Biomarker Discovery for Bowel Cancer

By Petrina Smith
Thursday, 19 February, 2015


Clinicians will be able to distinguish rectal and bowel cancer patients who will do well after surgery from those who may subsequently die from their disease, following the discovery of a biomarker.
The discovery by Macquarie University and Concord Repatriation General Hospital researchers came as part of a 20-year rectal cancer surveillance study.
More than 1.4 million people are affected by bowel and rectal cancer every year throughout the world, but when detected early enough it is one of the most curable types of cancer. According to Bowel Cancer Australia,  fewer than 40 per cent of bowel cancers are detected that early.
A clear diagnosis in later stages can help guide clinicians to make appropriate decisions about prognosis, survival rates, surgery and other therapy options.

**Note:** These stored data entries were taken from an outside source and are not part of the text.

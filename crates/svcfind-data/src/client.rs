//! Client for the backing data service's REST surface.

use std::time::Duration;

use reqwest::header::{HeaderMap, HeaderValue, AUTHORIZATION};
use reqwest::{Client, StatusCode, Url};
use serde::de::DeserializeOwned;

use svcfind_core::{AppConfig, Service, ServiceType, VisitRecord};

use crate::error::DataError;
use crate::types::{ApiErrorBody, NewVisit};

const CONNECT_TIMEOUT_SECS: u64 = 10;

/// Client for the backing data service.
///
/// Every request carries the service key both as the `apikey` header and as a
/// bearer token; resources live under `/rest/v1/`. No method retries.
#[derive(Debug, Clone)]
pub struct DataClient {
    client: Client,
    base_url: Url,
}

impl DataClient {
    /// Creates a client pointed at the configured data service URL.
    ///
    /// # Errors
    ///
    /// Returns [`DataError::InvalidApiKey`] if the key cannot travel as a
    /// header value, [`DataError::InvalidUrl`] if the configured URL does not
    /// parse, and [`DataError::Http`] if the underlying `reqwest::Client`
    /// cannot be constructed.
    pub fn new(config: &AppConfig) -> Result<Self, DataError> {
        Self::with_base_url(config, &config.data_url)
    }

    /// Creates a client with a custom base URL (for testing with wiremock).
    ///
    /// # Errors
    ///
    /// Same as [`DataClient::new`].
    pub fn with_base_url(config: &AppConfig, base_url: &str) -> Result<Self, DataError> {
        let mut headers = HeaderMap::new();
        let mut api_key =
            HeaderValue::from_str(&config.data_api_key).map_err(|_| DataError::InvalidApiKey)?;
        api_key.set_sensitive(true);
        headers.insert("apikey", api_key);
        let mut bearer = HeaderValue::from_str(&format!("Bearer {}", config.data_api_key))
            .map_err(|_| DataError::InvalidApiKey)?;
        bearer.set_sensitive(true);
        headers.insert(AUTHORIZATION, bearer);

        let client = Client::builder()
            .timeout(Duration::from_secs(config.http_timeout_secs))
            .connect_timeout(Duration::from_secs(CONNECT_TIMEOUT_SECS))
            .user_agent(config.user_agent.as_str())
            .default_headers(headers)
            .build()?;

        // Normalise: exactly one trailing slash so joined resource paths
        // extend the base instead of replacing its last segment.
        let normalised = format!("{}/", base_url.trim_end_matches('/'));
        let base_url = Url::parse(&normalised)
            .map_err(|e| DataError::InvalidUrl(format!("invalid base URL '{base_url}': {e}")))?;

        Ok(Self { client, base_url })
    }

    /// All provider category rows.
    ///
    /// # Errors
    ///
    /// - [`DataError::Http`] on network failure.
    /// - [`DataError::Api`] / [`DataError::UnexpectedStatus`] on a rejected
    ///   query.
    /// - [`DataError::Deserialize`] if the body is not the expected shape.
    pub async fn list_service_types(&self) -> Result<Vec<ServiceType>, DataError> {
        let url = self.build_url("service_type", &[("select", "*")])?;
        self.get_json(url, "service_type list").await
    }

    /// Provider rows matching both equality filters. Order is whatever the
    /// service returns; ranking happens client-side.
    ///
    /// # Errors
    ///
    /// Same as [`DataClient::list_service_types`].
    pub async fn list_services(
        &self,
        service_type_id: &str,
        postcode: &str,
    ) -> Result<Vec<Service>, DataError> {
        let type_filter = format!("eq.{service_type_id}");
        let postcode_filter = format!("eq.{postcode}");
        let url = self.build_url(
            "service",
            &[
                ("select", "*"),
                ("service_type_id", type_filter.as_str()),
                ("postcode", postcode_filter.as_str()),
            ],
        )?;
        self.get_json(url, "service list").await
    }

    /// A single provider row by id, when one exists.
    ///
    /// # Errors
    ///
    /// Same as [`DataClient::list_service_types`].
    pub async fn get_service(&self, service_id: &str) -> Result<Option<Service>, DataError> {
        let id_filter = format!("eq.{service_id}");
        let url = self.build_url(
            "service",
            &[("select", "*"), ("id", id_filter.as_str()), ("limit", "1")],
        )?;
        let rows: Vec<Service> = self.get_json(url, "service by id").await?;
        Ok(rows.into_iter().next())
    }

    /// Inserts a visit record and returns the created row.
    ///
    /// # Errors
    ///
    /// As for the list methods, plus [`DataError::EmptyRepresentation`] when
    /// the service accepts the insert but echoes no row back.
    pub async fn insert_visit(&self, visit: &NewVisit) -> Result<VisitRecord, DataError> {
        let url = self.build_url("patient_record", &[])?;
        tracing::debug!(service_id = %visit.service_id, "inserting visit record");
        let response = self
            .client
            .post(url)
            .header("Prefer", "return=representation")
            .json(visit)
            .send()
            .await?;
        let rows: Vec<VisitRecord> = Self::read_json(response, "visit insert").await?;
        rows.into_iter()
            .next()
            .ok_or(DataError::EmptyRepresentation)
    }

    /// All visit records with their joined service rows, newest first.
    ///
    /// # Errors
    ///
    /// Same as [`DataClient::list_service_types`].
    pub async fn list_visits(&self) -> Result<Vec<VisitRecord>, DataError> {
        let url = self.build_url(
            "patient_record",
            &[("select", "*,service(*)"), ("order", "created_at.desc")],
        )?;
        self.get_json(url, "visit history").await
    }

    /// Joins a resource path under `rest/v1/` and appends percent-encoded
    /// query parameters via [`Url::query_pairs_mut`].
    fn build_url(&self, resource: &str, params: &[(&str, &str)]) -> Result<Url, DataError> {
        let mut url = self
            .base_url
            .join(&format!("rest/v1/{resource}"))
            .map_err(|e| DataError::InvalidUrl(format!("resource '{resource}': {e}")))?;
        if !params.is_empty() {
            let mut pairs = url.query_pairs_mut();
            for (key, value) in params {
                pairs.append_pair(key, value);
            }
        }
        Ok(url)
    }

    async fn get_json<T>(&self, url: Url, context: &str) -> Result<T, DataError>
    where
        T: DeserializeOwned,
    {
        let response = self.client.get(url).send().await?;
        Self::read_json(response, context).await
    }

    async fn read_json<T>(response: reqwest::Response, context: &str) -> Result<T, DataError>
    where
        T: DeserializeOwned,
    {
        let status = response.status();
        let body = response.text().await?;
        if !status.is_success() {
            return Err(Self::api_error(status, &body));
        }
        serde_json::from_str(&body).map_err(|source| DataError::Deserialize {
            context: context.to_owned(),
            source,
        })
    }

    /// Maps a rejected response to [`DataError::Api`] when the service sent a
    /// readable `{"message": …}` body, [`DataError::UnexpectedStatus`]
    /// otherwise.
    fn api_error(status: StatusCode, body: &str) -> DataError {
        match serde_json::from_str::<ApiErrorBody>(body) {
            Ok(ApiErrorBody {
                message: Some(message),
            }) if !message.trim().is_empty() => DataError::Api { status, message },
            _ => DataError::UnexpectedStatus(status),
        }
    }
}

“We found that patients presenting with Stage B cancer – that is, confined to the bowel wall – may or may not show detection of a cancer cell biomarker called urokinase plasminogen activator receptor, simplified as uPAR,” says lead researcher Professor Mark Baker, Professor of Proteomics at Macquarie University’s Faculty of Medicine and Health Science.
The research showed that if the uPAR biomarker is present on the cancer cells, it is predicative of undetectable Stage B colorectal cancer metastasis and dramatically poorer survival for those Stage B patients. This has been called clinically-silent metastasis in the past and no marker of it has been available for it until now.
“Amazingly, Stage B patients with no expression of uPAR in tumour epithelial cells survive quite close to what normal population rates are, demonstrating that surgical resection for these patients can indeed be close to curative in those patients,” says Baker.
The team is now chasing how the uPAR protein works cooperatively with other proteins to cause this poor outcome and are undertaking rational drug design to find novel, less toxic, cancer-specific therapies for colorectal cancer patients.